What is needed: Please repeat the lines below exactly. Begin with the line containing "the row mapper" and go on through the line containing "fn name(&self) -> &str;".

Stored data entries:
───

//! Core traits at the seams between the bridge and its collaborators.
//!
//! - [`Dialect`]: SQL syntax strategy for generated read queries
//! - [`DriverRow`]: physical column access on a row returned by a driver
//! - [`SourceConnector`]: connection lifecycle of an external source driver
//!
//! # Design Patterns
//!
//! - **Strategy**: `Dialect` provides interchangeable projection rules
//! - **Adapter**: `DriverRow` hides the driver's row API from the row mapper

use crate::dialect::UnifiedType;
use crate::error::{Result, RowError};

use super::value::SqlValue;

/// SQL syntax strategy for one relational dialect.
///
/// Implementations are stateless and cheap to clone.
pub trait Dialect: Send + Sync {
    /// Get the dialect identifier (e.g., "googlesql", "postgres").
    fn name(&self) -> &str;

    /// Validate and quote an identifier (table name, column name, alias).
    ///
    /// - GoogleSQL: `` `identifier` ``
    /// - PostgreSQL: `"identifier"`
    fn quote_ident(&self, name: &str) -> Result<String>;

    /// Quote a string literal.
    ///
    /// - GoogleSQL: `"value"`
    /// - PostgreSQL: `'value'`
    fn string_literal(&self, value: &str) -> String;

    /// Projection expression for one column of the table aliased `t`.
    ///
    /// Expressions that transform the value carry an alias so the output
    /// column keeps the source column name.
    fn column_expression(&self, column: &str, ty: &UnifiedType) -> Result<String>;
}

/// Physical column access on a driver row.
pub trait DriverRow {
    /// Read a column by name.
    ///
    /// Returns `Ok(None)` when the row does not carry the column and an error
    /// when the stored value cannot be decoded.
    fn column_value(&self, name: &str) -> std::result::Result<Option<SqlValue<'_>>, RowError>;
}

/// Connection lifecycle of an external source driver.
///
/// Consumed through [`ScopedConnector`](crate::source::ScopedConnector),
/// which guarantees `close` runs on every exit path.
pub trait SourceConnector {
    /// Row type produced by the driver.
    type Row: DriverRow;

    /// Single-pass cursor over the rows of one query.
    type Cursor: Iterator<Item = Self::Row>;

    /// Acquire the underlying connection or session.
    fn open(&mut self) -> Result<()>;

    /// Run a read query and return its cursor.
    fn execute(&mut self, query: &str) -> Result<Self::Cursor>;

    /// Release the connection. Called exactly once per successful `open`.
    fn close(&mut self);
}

───

Output of the exercise:
//! - **Adapter**: `DriverRow` hides the driver's row API from the row mapper

use crate::dialect::UnifiedType;
use crate::error::{Result, RowError};

use super::value::SqlValue;

/// SQL syntax strategy for one relational dialect.
///
/// Implementations are stateless and cheap to clone.
pub trait Dialect: Send + Sync {
    /// Get the dialect identifier (e.g., "googlesql", "postgres").
    fn name(&self) -> &str;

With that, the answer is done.